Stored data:
━━━━━━━━

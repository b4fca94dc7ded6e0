use serde::Deserialize;
use std::io::ErrorKind;
use std::path::{Path, PathBuf};

#[derive(Debug, Deserialize)]
pub struct Config {
    #[serde(default = "default_watchlist_file")]
    pub watchlist_file: PathBuf,
    #[serde(default = "default_countries_file")]
    pub countries_file: PathBuf,
    #[serde(default)]
    pub logging: LoggingConfig,
    #[serde(default)]
    pub output: OutputConfig,
}

impl Default for Config {
    fn default() -> Self {
        Self {
            watchlist_file: default_watchlist_file(),
            countries_file: default_countries_file(),
            logging: LoggingConfig::default(),
            output: OutputConfig::default(),
        }
    }
}

#[derive(Debug, Deserialize)]
pub struct LoggingConfig {
    #[serde(default = "default_log_level")]
    pub level: String,
    #[serde(default = "default_log_format")]
    pub format: Format,
}

impl Default for LoggingConfig {
    fn default() -> Self {
        Self {
            level: default_log_level(),
            format: default_log_format(),
        }
    }
}

#[derive(Debug, Default, Deserialize)]
pub struct OutputConfig {
    #[serde(default)]
    pub format: Format,
}

/// Rendering used for logs and for decision output.
#[derive(Debug, Clone, Copy, Default, Deserialize, PartialEq)]
#[serde(rename_all = "snake_case")]
pub enum Format {
    #[default]
    Text,
    Json,
}

// ---------------------------------------------------------------------------
// Default-value functions used by serde
// ---------------------------------------------------------------------------

fn default_watchlist_file() -> PathBuf {
    PathBuf::from("watchlist.json")
}

fn default_countries_file() -> PathBuf {
    PathBuf::from("countries.json")
}

fn default_log_level() -> String {
    "info".to_string()
}

fn default_log_format() -> Format {
    Format::Json
}

// ---------------------------------------------------------------------------
// Loader
// ---------------------------------------------------------------------------

/// Load configuration from a YAML file.
///
/// If the file does not exist a default configuration is returned, so the
/// office can run against the reference files in the working directory
/// without any setup.  The flag is `false` in that case; the caller reports
/// the fallback once logging is up.
pub fn load(path: &Path) -> anyhow::Result<(Config, bool)> {
    let contents = match std::fs::read_to_string(path) {
        Ok(contents) => contents,
        Err(e) if e.kind() == ErrorKind::NotFound => return Ok((Config::default(), false)),
        Err(e) => anyhow::bail!("failed to read config file {}: {e}", path.display()),
    };

    let config = parse(&contents)
        .map_err(|e| anyhow::anyhow!("failed to parse config file {}: {e}", path.display()))?;
    Ok((config, true))
}

fn parse(yaml: &str) -> Result<Config, serde_yml::Error> {
    serde_yml::from_str(yaml)
}
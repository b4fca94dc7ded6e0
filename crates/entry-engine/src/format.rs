use std::sync::LazyLock;

use chrono::NaiveDate;
use regex::Regex;

/// Five groups of five word characters separated by dashes.
static PASSPORT_FORMAT: LazyLock<Regex> = LazyLock::new(|| {
    Regex::new(r"^\w{5}-\w{5}-\w{5}-\w{5}-\w{5}$").expect("passport pattern is valid")
});

/// Two groups of five word characters separated by a dash.
static VISA_FORMAT: LazyLock<Regex> =
    LazyLock::new(|| Regex::new(r"^\w{5}-\w{5}$").expect("visa pattern is valid"));

/// Digit layout of an ISO calendar date; calendar validity is checked by chrono.
static DATE_SHAPE: LazyLock<Regex> =
    LazyLock::new(|| Regex::new(r"^[0-9]{4}-[0-9]{2}-[0-9]{2}$").expect("date pattern is valid"));

/// Check whether `passport` is five groups of five word characters
/// (letters, digits, underscore) separated by dashes.
pub fn valid_passport_format(passport: &str) -> bool {
    PASSPORT_FORMAT.is_match(passport)
}

/// Check whether `code` is two groups of five word characters separated by
/// a dash.
pub fn valid_visa_format(code: &str) -> bool {
    VISA_FORMAT.is_match(code)
}

/// Check whether `date` is a real calendar date written as `YYYY-MM-DD`.
pub fn valid_date_format(date: &str) -> bool {
    parse_date(date).is_some()
}

/// Parse a `YYYY-MM-DD` date, returning `None` for anything malformed.
///
/// The shape check runs first because chrono's numeric specifiers also accept
/// one-digit months and days.
pub(crate) fn parse_date(date: &str) -> Option<NaiveDate> {
    if !DATE_SHAPE.is_match(date) {
        return None;
    }
    NaiveDate::parse_from_str(date, "%Y-%m-%d").ok()
}
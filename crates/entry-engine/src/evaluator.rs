use chrono::{Local, NaiveDate};
use serde_json::Value;
use tracing::{debug, trace};

use crate::decision::{Disposition, EntryDecision};
use crate::reference::ReferenceIndex;
use crate::rules::{RuleContext, RULES};
use crate::schema::Record;

// ---------------------------------------------------------------------------
// EntryEngine
// ---------------------------------------------------------------------------

/// Screening engine for one decision run.
///
/// Construct via [`EntryEngine::new`], which normalizes the watchlist and
/// country table into a [`ReferenceIndex`] once; every record evaluated
/// afterwards is checked against that index.
pub struct EntryEngine {
    index: ReferenceIndex,
    /// Date visa ages are measured against.
    today: NaiveDate,
}

impl std::fmt::Debug for EntryEngine {
    fn fmt(&self, f: &mut std::fmt::Formatter<'_>) -> std::fmt::Result {
        f.debug_struct("EntryEngine")
            .field("today", &self.today)
            .field("num_countries", &self.index.country_count())
            .finish()
    }
}

impl EntryEngine {
    /// Build an engine that measures visa ages against the local date.
    pub fn new(watchlist: &[Value], countries: &Value) -> Self {
        Self::on(watchlist, countries, Local::now().date_naive())
    }

    /// Build an engine that measures visa ages against `today`.
    pub fn on(watchlist: &[Value], countries: &Value, today: NaiveDate) -> Self {
        Self {
            index: ReferenceIndex::build(watchlist, countries),
            today,
        }
    }

    pub fn today(&self) -> NaiveDate {
        self.today
    }

    // -- Evaluate entry points ------------------------------------------------

    /// Screen one raw record.
    pub fn evaluate(&self, raw: &Value) -> EntryDecision {
        let record = Record::from_value(raw);
        self.evaluate_record(&record)
    }

    /// Screen one record that has already been normalized and typed.
    pub fn evaluate_record(&self, record: &Record) -> EntryDecision {
        debug!(passport = record.passport, "screening record");

        let ctx = RuleContext {
            index: &self.index,
            today: self.today,
        };

        for rule in &RULES {
            if (rule.applies)(record, &ctx) {
                trace!(rule = rule.name, "rule matched record");
                let reason = (rule.explain)(record, &ctx);
                return EntryDecision::from_rule(rule.disposition, rule.name, reason);
            }
        }

        EntryDecision::accept_default("no rule matched the record")
    }

    /// Screen a batch, one decision per record in input order.
    pub fn explain(&self, records: &[Value]) -> Vec<EntryDecision> {
        records.iter().map(|r| self.evaluate(r)).collect()
    }

    /// Screen a batch, one label per record in input order.
    pub fn decide(&self, records: &[Value]) -> Vec<Disposition> {
        records.iter().map(|r| self.evaluate(r).disposition).collect()
    }
}

/// Decide every record in `records` against a watchlist and country table,
/// measuring visa ages against the local date.
///
/// Builds a fresh [`ReferenceIndex`] for this call; nothing carries over
/// between calls and none of the inputs are modified.
pub fn decide(records: &[Value], watchlist: &[Value], countries: &Value) -> Vec<Disposition> {
    EntryEngine::new(watchlist, countries).decide(records)
}

/// Like [`decide`], with an explicit evaluation date.
pub fn decide_on(
    records: &[Value],
    watchlist: &[Value],
    countries: &Value,
    today: NaiveDate,
) -> Vec<Disposition> {
    EntryEngine::on(watchlist, countries, today).decide(records)
}

// ---------------------------------------------------------------------------
// Tests
// ---------------------------------------------------------------------------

━━━━━━━━

§ ASSIGNMENT: Taking the entries above, restate exactly those lines that fall between the line with "let contents = match" and the line with "static DATE_SHAPE: LazyLock<Regex>", keeping both of those lines too.

§ TASK OUTPUT:
    let contents = match std::fs::read_to_string(path) {
        Ok(contents) => contents,
        Err(e) if e.kind() == ErrorKind::NotFound => return Ok((Config::default(), false)),
        Err(e) => anyhow::bail!("failed to read config file {}: {e}", path.display()),
    };

    let config = parse(&contents)
        .map_err(|e| anyhow::anyhow!("failed to parse config file {}: {e}", path.display()))?;
    Ok((config, true))
}

fn parse(yaml: &str) -> Result<Config, serde_yml::Error> {
    serde_yml::from_str(yaml)
}
repository b4fca94dc7ded6e0
filename crates/entry-engine/src/format.rs
use std::sync::LazyLock;

use chrono::NaiveDate;
use regex::Regex;

/// Five groups of five word characters separated by dashes.
static PASSPORT_FORMAT: LazyLock<Regex> = LazyLock::new(|| {
    Regex::new(r"^\w{5}-\w{5}-\w{5}-\w{5}-\w{5}$").expect("passport pattern is valid")
});

/// Two groups of five word characters separated by a dash.
static VISA_FORMAT: LazyLock<Regex> =
    LazyLock::new(|| Regex::new(r"^\w{5}-\w{5}$").expect("visa pattern is valid"));

/// Digit layout of an ISO calendar date; calendar validity is checked by chrono.
static DATE_SHAPE: LazyLock<Regex> =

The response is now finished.